Mit dieser vorbildlich editiertenPublikation öffnet sich für Spezialisten wie auch für historisch Interessierte ein Quellenbestand ersten Ranges, wie er für keinen anderen der 43 NSDAP-Gaue des »Dritten Reiches« bislang aufgefunden worden ist. Sie können ungefiltert, unzensiert und ohne Propagandagetöse lesen, wie Gauamtsleiter, Ministerialbeamte, Landräte, Bürgermeister, Staatsanwälte, Gerichtspräsidenten, Polizeiführer, Gestapo- und SD-Beamte, Industrielle und Militärs miteinander geredet, gestritten und entschieden haben. Erstmals können Denken, Agieren und Lösen von Problemen durch verantwortliche regionale Akteure auf der Gau-Ebene eingesehen und nachvollzogen werden. Die Sitzungsprotokolltexte wie auch Buddrus' Kommentare belegen, wie im Krisenmanagement an der Heimatfront auf der Ebene eines Gaus zumeist mit rücksichtsloser Energie und Härte vorgegangen worden ist. Der Autor informiert auch darüber, dass Hildebrandt der einzige Gauleiter war, der nur einen Volkschulabschluss aufweisen konnte.

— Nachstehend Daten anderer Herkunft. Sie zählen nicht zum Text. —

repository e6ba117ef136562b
pub mod blog;
pub mod tag;
pub mod user;
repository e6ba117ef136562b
pub mod http;
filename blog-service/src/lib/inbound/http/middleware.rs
use axum::extract::Request;
use axum::extract::State;
use axum::http::{self};
use axum::middleware::Next;
use axum::response::Response;

use crate::domain::user::models::User;
use crate::inbound::http::handlers::ApiError;
use crate::inbound::http::router::AppState;

/// Extension type holding the user resolved from the bearer token
#[derive(Debug, Clone)]
pub struct CurrentUser(pub User);

/// Middleware that resolves the bearer token to a user and adds it to request extensions
pub async fn authenticate(
    State(state): State<AppState>,
    mut req: Request,
    next: Next,
) -> Result<Response, ApiError> {
    let token = extract_token_from_header(&req)?;

    let user = state
        .auth_service
        .resolve_current_user(token)
        .await
        .map_err(ApiError::from)?;

    tracing::debug!(username = %user.username, "Bearer token accepted");

    req.extensions_mut().insert(CurrentUser(user));

    Ok(next.run(req).await)
}

fn extract_token_from_header(req: &Request) -> Result<&str, ApiError> {
    let auth_header = req
        .headers()
        .get(http::header::AUTHORIZATION)
        .ok_or_else(|| ApiError::Unauthorized("Not authenticated".to_string()))?;

    let auth_str = auth_header
        .to_str()
        .map_err(|_| ApiError::Unauthorized("Invalid Authorization header".to_string()))?;

    match auth_str.split_once(' ') {
        Some((scheme, token)) if scheme.eq_ignore_ascii_case("bearer") && !token.trim().is_empty() => {
            Ok(token.trim())
        }
        _ => Err(ApiError::Unauthorized(
            "Invalid Authorization header format. Expected: Bearer <token>".to_string(),
        )),
    }
}
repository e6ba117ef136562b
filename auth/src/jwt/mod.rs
pub mod claims;
pub mod codec;
pub mod errors;

pub use claims::Claims;
pub use codec::TokenCodec;
pub use codec::DEFAULT_TTL_MINUTES;
pub use errors::TokenError;
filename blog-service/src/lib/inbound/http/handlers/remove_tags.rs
use axum::extract::State;
use axum::http::StatusCode;
use axum::Extension;
use axum::Json;

use super::ApiError;
use super::ApiSuccess;
use super::UserData;
use crate::domain::tag::parse_tags;
use crate::inbound::http::middleware::CurrentUser;
use crate::inbound::http::router::AppState;
use crate::user::errors::UserError;

pub async fn remove_tags(
    State(state): State<AppState>,
    Extension(CurrentUser(user)): Extension<CurrentUser>,
    Json(tags): Json<Vec<String>>,
) -> Result<ApiSuccess<UserData>, ApiError> {
    let tags = parse_tags(tags).map_err(UserError::from)?;

    state
        .auth_service
        .remove_tags(&user.username, tags)
        .await
        .map_err(ApiError::from)
        .map(|ref user| ApiSuccess::new(StatusCode::OK, user.into()))
}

In den präsentierten Dokumenten werden vielschichtige, bis Kriegsende immer größer werdende Differenzen zwischen Anforderungen der Reichsebene und regionalen Möglichkeiten des Gaus anschaulich. Die Publikation bietet zugleich Anregungen für überregionale Forschungen, zumal die Gauleitungen, diverse Gaustäbe und Reichsverteidigungsausschüsse zu den bislang weitgehend unerforschten NS-Behörden gehören.

Buddrus geht in seiner 45-seitigen Einführung auf die Anordnung von Martin Bormann zur Aktenvernichtung ein, schildert die Ausgrabung der mecklenburgischen NSDAP-Akten, berichtet über das Privatarchiv des Gauleiters etc. Die Mitschriften werden in das nationale wie internationale Zeitgefüge eingeordnet.

Michael Buddrus (Hg.): Mecklenburg im Zweiten Weltkrieg. Die Tagungen des Gauleiters Friedrich Hildebrandt mit den NS-Führungsgremien des Gaues Mecklenburg 1939 - 1945. Im Auftrag des Instituts für Zeitgeschichte München-Berlin. Unter Mitarbeit von Sigrid Fritzlar und Karsten Schröder. Edition Temmen, Bremen 2009. 1100 S., geb., 39,90 €.